//! Presentation model for the three time-unit pickers
//!
//! Pure projections from the current timestamp: which option is selected and
//! where each picker column must scroll to keep that option visible.

use super::selection::TimeUnit;
use chrono::NaiveDateTime;

/// Placeholder shown on the trigger button while no value is set
pub const PLACEHOLDER: &str = "Pick a date";

/// One button in a picker column
#[derive(Debug, Clone, PartialEq, Eq)]
pub struct PickerOption {
    pub value: u32,
    pub label: String,
    pub selected: bool,
}

/// Options for `unit`, ascending, with at most one marked selected
pub fn picker_options(unit: TimeUnit, current: Option<NaiveDateTime>) -> Vec<PickerOption> {
    let selected = current.map(|ts| unit.component(&ts));
    unit.values()
        .map(|value| PickerOption {
            value,
            label: format!("{:02}", value),
            selected: selected == Some(value),
        })
        .collect()
}

/// Where a picker column must scroll to
#[derive(Debug, Clone, Copy, PartialEq, Eq)]
pub struct ScrollTarget {
    pub unit: TimeUnit,
    pub value: u32,
    /// Position of the matching option within its column
    pub position: usize,
}

/// Scroll targets for the hour, minute and second columns.
/// `None` while unset: nothing is selected, nothing scrolls.
pub fn scroll_targets(current: Option<NaiveDateTime>) -> Option<[ScrollTarget; 3]> {
    let ts = current?;
    Some(TimeUnit::ALL.map(|unit| {
        let value = unit.component(&ts);
        let position = unit.values().position(|v| v == value).unwrap_or(0);
        ScrollTarget {
            unit,
            value,
            position,
        }
    }))
}

/// Trigger button label
pub fn format_timestamp(current: Option<NaiveDateTime>) -> String {
    match current {
        Some(ts) => ts.format("%Y-%m-%d %H:%M:%S").to_string(),
        None => PLACEHOLDER.to_string(),
    }
}

#[cfg(test)]
mod tests {
    use super::*;
    use chrono::NaiveDate;

    fn ts() -> NaiveDateTime {
        NaiveDate::from_ymd_opt(2024, 1, 1)
            .unwrap()
            .and_hms_opt(10, 20, 30)
            .unwrap()
    }

    #[test]
    fn test_options_are_exhaustive_and_ascending() {
        let hours = picker_options(TimeUnit::Hour, None);
        assert_eq!(hours.len(), 24);
        assert_eq!(hours.first().map(|o| o.value), Some(0));
        assert_eq!(hours.last().map(|o| o.value), Some(23));
        assert!(hours.windows(2).all(|w| w[0].value < w[1].value));
        assert_eq!(hours[5].label, "05");
    }

    #[test]
    fn test_exactly_one_selected() {
        for unit in TimeUnit::ALL {
            let options = picker_options(unit, Some(ts()));
            let selected: Vec<_> = options.iter().filter(|o| o.selected).collect();
            assert_eq!(selected.len(), 1, "unit {}", unit);
            assert_eq!(selected[0].value, unit.component(&ts()));
        }
    }

    #[test]
    fn test_nothing_selected_when_unset() {
        for unit in TimeUnit::ALL {
            assert!(picker_options(unit, None).iter().all(|o| !o.selected));
        }
        assert!(scroll_targets(None).is_none());
    }

    #[test]
    fn test_scroll_targets_follow_timestamp() {
        let [hour, minute, second] = scroll_targets(Some(ts())).unwrap();
        assert_eq!((hour.unit, hour.value, hour.position), (TimeUnit::Hour, 10, 10));
        assert_eq!((minute.unit, minute.position), (TimeUnit::Minute, 20));
        assert_eq!((second.unit, second.position), (TimeUnit::Second, 30));
    }

    #[test]
    fn test_format_timestamp() {
        assert_eq!(format_timestamp(Some(ts())), "2024-01-01 10:20:30");
        assert_eq!(format_timestamp(None), PLACEHOLDER);
    }
}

- **WORK TO BE COMPLETED**
Whenever a line of the data includes the word "label", show that line in full.

- **TASK OUTPUT**
    pub label: String,
            label: format!("{:02}", value),
/// Trigger button label
        assert_eq!(hours[5].label, "05");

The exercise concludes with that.